» **TASK REQUIREMENTS**: A single number is the expected answer: the count of lines in the records below that contain "Send".

» **RECORDS SUPPLIED**:
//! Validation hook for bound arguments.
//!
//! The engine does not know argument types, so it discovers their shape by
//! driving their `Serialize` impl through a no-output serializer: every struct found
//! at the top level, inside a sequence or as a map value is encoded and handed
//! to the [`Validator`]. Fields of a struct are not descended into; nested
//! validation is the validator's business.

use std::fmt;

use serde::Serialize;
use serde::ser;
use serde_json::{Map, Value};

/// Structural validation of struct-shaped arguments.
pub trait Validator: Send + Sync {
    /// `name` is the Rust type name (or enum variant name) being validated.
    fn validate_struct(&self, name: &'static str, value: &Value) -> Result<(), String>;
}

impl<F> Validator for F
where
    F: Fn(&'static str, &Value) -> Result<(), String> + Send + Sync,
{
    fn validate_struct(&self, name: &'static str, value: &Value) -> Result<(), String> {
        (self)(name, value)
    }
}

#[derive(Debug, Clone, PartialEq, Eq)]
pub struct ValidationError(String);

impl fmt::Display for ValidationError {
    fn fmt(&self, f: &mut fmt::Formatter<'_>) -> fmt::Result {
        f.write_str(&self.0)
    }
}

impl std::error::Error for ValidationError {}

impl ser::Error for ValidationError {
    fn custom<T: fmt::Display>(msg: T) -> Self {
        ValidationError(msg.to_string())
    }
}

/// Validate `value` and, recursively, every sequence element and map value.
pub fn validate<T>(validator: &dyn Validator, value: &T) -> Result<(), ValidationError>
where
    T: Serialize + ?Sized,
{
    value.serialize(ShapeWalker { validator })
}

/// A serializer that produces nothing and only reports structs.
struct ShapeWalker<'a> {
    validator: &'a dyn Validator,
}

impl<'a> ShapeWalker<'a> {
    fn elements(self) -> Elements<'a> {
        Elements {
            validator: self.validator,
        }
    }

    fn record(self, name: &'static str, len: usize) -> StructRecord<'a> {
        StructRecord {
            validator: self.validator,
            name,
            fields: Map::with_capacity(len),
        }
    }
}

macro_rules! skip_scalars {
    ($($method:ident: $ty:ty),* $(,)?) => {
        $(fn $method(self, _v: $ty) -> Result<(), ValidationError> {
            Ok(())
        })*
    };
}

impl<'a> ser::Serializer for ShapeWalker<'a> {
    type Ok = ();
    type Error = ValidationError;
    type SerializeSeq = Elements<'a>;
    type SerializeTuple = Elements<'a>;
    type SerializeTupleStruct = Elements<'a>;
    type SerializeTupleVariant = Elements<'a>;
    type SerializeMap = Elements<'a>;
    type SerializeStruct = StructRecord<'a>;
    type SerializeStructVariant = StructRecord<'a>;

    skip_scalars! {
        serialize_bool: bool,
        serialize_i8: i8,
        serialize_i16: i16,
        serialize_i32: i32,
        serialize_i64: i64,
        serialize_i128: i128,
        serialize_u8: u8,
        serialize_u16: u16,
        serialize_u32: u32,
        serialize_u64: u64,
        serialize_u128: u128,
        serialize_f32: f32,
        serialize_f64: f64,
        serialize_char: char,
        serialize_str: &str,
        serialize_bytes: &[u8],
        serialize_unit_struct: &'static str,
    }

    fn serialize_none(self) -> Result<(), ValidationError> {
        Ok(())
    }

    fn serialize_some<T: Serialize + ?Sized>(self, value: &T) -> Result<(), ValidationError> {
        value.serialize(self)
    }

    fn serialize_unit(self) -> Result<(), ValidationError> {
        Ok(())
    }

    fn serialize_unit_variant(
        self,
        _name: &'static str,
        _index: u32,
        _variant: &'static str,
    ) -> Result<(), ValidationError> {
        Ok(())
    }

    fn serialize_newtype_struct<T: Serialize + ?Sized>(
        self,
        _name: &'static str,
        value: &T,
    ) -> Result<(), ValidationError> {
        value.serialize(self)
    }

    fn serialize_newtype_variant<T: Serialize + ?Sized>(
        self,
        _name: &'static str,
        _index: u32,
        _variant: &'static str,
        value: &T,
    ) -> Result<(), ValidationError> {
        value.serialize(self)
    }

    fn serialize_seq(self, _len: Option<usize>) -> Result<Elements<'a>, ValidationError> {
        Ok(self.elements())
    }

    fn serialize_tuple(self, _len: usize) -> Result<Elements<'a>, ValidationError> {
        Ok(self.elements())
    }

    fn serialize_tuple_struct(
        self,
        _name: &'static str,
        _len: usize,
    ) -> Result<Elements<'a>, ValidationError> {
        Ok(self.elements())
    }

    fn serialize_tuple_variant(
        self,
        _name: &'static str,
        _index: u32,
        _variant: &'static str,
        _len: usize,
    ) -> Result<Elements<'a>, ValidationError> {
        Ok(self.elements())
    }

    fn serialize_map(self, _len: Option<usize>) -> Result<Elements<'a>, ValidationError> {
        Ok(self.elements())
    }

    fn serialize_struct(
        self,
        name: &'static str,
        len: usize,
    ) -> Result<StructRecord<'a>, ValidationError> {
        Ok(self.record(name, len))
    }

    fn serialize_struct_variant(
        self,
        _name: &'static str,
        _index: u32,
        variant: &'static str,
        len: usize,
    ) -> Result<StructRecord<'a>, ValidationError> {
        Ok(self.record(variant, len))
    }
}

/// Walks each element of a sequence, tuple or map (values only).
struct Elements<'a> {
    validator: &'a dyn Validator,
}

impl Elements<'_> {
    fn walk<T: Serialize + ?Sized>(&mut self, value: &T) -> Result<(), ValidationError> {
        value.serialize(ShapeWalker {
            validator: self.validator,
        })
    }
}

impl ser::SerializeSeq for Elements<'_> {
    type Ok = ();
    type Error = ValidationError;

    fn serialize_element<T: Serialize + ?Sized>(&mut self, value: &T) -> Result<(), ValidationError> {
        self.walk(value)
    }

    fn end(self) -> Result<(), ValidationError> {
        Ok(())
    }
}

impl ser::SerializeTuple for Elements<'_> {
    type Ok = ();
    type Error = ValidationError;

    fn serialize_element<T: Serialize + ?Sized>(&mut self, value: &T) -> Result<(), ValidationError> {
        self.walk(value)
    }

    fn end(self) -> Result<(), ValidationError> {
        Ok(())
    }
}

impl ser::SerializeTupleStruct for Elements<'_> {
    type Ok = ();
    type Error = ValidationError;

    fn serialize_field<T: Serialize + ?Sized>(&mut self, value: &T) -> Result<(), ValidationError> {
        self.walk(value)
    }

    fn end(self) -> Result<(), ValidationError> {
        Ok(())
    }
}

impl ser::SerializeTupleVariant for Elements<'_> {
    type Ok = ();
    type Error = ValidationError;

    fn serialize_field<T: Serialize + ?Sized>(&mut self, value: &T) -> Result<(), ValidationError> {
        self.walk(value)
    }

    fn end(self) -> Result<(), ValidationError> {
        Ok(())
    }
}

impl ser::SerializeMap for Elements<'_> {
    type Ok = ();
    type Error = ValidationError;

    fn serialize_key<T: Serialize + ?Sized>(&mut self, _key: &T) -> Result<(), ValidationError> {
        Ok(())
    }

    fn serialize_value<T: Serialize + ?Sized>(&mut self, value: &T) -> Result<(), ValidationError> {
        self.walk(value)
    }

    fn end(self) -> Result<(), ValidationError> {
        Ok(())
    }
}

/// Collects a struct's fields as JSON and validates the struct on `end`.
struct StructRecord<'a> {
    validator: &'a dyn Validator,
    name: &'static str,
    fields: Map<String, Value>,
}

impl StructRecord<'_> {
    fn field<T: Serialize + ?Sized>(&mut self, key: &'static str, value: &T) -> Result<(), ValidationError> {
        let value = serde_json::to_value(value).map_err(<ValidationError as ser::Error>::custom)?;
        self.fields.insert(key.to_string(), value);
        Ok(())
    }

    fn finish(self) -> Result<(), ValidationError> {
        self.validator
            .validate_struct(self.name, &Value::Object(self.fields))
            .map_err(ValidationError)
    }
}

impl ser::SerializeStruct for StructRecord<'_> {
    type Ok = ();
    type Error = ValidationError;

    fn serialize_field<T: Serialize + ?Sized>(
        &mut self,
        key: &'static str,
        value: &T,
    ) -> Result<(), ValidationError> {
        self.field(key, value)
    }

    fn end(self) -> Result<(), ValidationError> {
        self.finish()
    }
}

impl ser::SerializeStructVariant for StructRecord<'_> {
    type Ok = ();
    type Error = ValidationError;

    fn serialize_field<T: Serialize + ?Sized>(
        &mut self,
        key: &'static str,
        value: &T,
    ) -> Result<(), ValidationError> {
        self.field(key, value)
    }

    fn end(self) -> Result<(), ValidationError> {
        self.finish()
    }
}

» **COMPLETED EXERCISE**: 2